Gangguan hormon ini dapat disebabkan oleh kadarnya yang terlalu rendah, gangguan pada buah zakar, kerusakan reseptor angrogen, gangguan kromosom, maupun masalah dalam kandungan.
Baca juga: Benarkah Pakai Air Liur Saat Hubungan Seks Bisa Memicu Herpes Genital?
Bisakah diatasi?
Untuk mengetahui kondisi mikropenis, dokter akan melakukan pengukuran panjang penis dalam keadaan tegang dari pangkal hingga ke ujung. Kemudian, dibandingkan dengan data referensi panjang penis berdasarkan kelompok usia."Bila ukurannya kurang dari rerata dikurangi 2,5 simpangan baku, maka didiagnosis sebagai mikropenis," lanjut Agustinus.
Ia menambahkan, dokter juga akan memeriksa hormon atau genetik pasien untuk mencari penyebab dari mikropenis.
Dokter di RSIA Ferina Surabaya itu menyatakan bahwa pasien mikropenis dapat diobati dengan berbagai terapi.

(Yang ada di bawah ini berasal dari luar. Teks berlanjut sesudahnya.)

//! Google Gemini `generateContent` client (blocking).

use std::time::Instant;

use reqwest::blocking::Client;
use serde::Deserialize;
use serde_json::{Map, Value, json};
use tracing::debug;

use crate::core::payload::ResponseData;
use crate::llm::{Completion, CompletionRequest, ProviderError, Usage, response_from_text};

const BASE_URL: &str = "https://generativelanguage.googleapis.com/v1beta";

#[derive(Debug, Clone)]
pub struct GeminiClient {
    http: Client,
    api_key: String,
}

impl GeminiClient {
    pub fn new(http: Client, api_key: String) -> Self {
        Self {
            http,
            api_key,
        }
    }

    pub fn complete(&self, request: &CompletionRequest<'_>) -> Result<Completion, ProviderError> {
        let started = Instant::now();
        debug!(model = request.model, attempt = request.attempt, "gemini request");
        let response = self
            .http
            .post(format!(
                "{BASE_URL}/models/{}:generateContent",
                request.model
            ))
            .header("x-goog-api-key", &self.api_key)
            .json(&build_request_body(request))
            .send()?;

        let status = response.status().as_u16();
        if !response.status().is_success() {
            let body = response.text().unwrap_or_default();
            return Err(ProviderError::Status { status, body });
        }
        let body: GenerateResponse = response.json()?;
        let latency_ms = u64::try_from(started.elapsed().as_millis()).unwrap_or(u64::MAX);
        let usage = Usage {
            input_tokens: body.usage_metadata.as_ref().and_then(|u| u.prompt_token_count),
            output_tokens: body
                .usage_metadata
                .as_ref()
                .and_then(|u| u.candidates_token_count),
            latency_ms: Some(latency_ms),
        };
        let candidate = body
            .candidates
            .into_iter()
            .next()
            .ok_or_else(|| ProviderError::InvalidResponse("no candidates in response".to_string()))?;
        Ok(Completion {
            data: parse_parts(candidate.content.map(|c| c.parts).unwrap_or_default()),
            usage,
        })
    }
}

pub(crate) fn build_request_body(request: &CompletionRequest<'_>) -> Value {
    let mut generation_config = Map::new();
    generation_config.insert("maxOutputTokens".to_string(), json!(request.max_tokens));
    let mut body = json!({
        "contents": [{"role": "user", "parts": [{"text": request.prompt}]}],
    });
    let Some(obj) = body.as_object_mut() else {
        return body;
    };
    if request.tools.is_empty() {
        generation_config.insert("responseMimeType".to_string(), json!("application/json"));
    } else {
        let declarations: Vec<Value> = request
            .tools
            .iter()
            .map(|tool| {
                json!({
                    "name": tool.name,
                    "description": tool.description,
                    "parameters": tool.input_schema,
                })
            })
            .collect();
        let mode = if request.force_tool_use { "ANY" } else { "AUTO" };
        obj.insert(
            "tools".to_string(),
            json!([{"functionDeclarations": declarations}]),
        );
        obj.insert(
            "toolConfig".to_string(),
            json!({"functionCallingConfig": {"mode": mode}}),
        );
    }
    obj.insert(
        "generationConfig".to_string(),
        Value::Object(generation_config),
    );
    body
}

#[derive(Debug, Deserialize)]
#[serde(rename_all = "camelCase")]
struct GenerateResponse {
    #[serde(default)]
    candidates: Vec<Candidate>,
    #[serde(default)]
    usage_metadata: Option<UsageMetadata>,
}

#[derive(Debug, Deserialize)]
struct Candidate {
    #[serde(default)]
    content: Option<CandidateContent>,
}

#[derive(Debug, Deserialize)]
struct CandidateContent {
    #[serde(default)]
    parts: Vec<Part>,
}

#[derive(Debug, Deserialize)]
#[serde(rename_all = "camelCase")]
struct Part {
    #[serde(default)]
    text: Option<String>,
    #[serde(default)]
    function_call: Option<FunctionCall>,
}

#[derive(Debug, Deserialize)]
struct FunctionCall {
    #[serde(default)]
    args: Option<Value>,
}

#[derive(Debug, Deserialize)]
#[serde(rename_all = "camelCase")]
struct UsageMetadata {
    prompt_token_count: Option<u64>,
    candidates_token_count: Option<u64>,
}

/// A function call wins; otherwise the joined text is parsed.
fn parse_parts(parts: Vec<Part>) -> ResponseData {
    let mut texts = Vec::new();
    for part in parts {
        if let Some(FunctionCall {
            args: Some(Value::Object(map)),
        }) = part.function_call
        {
            return ResponseData::Object(map);
        }
        if let Some(text) = part.text.filter(|text| !text.trim().is_empty()) {
            texts.push(text);
        }
    }
    response_from_text(&texts.join("\n"))
}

"Tujuan utama dari terapi adalah untuk meningkatkan panjang penis sehingga dapat meningkatkan kepercayaan diri pada pasien," tambah dia.
Terapi yang diberikan pada pasien mikropenis, terdiri dari:
- Suntik testosteron selama 3 hingga 4 bulan.
- Pemberian DHT pada daerah perut, satu kali sehari.
- Injeksi human chorionic gonadotropin (hCG) pada pasien yang produksi testosteron rendah.
- Terapi bedah.
Sebagai catatan, terapi bedah pada mikropenis sebatas dilakukan pada pasien yang mengalami kasus ekstrem atau gagal merespons pengobatan hormonal.
Ia juga menganjurkan agar orang yang mengalami mikropenis harus segera mendapatkan perawatan. Ini karena usia ikut memengaruhi keberhasilan pengobatan.
"Belum ada cara untuk mencegah terjadinya mikropenis. Namun, pemeriksaan dan terapi yang lebih dini memberikan hasil yang lebih baik," jelas Agustinus.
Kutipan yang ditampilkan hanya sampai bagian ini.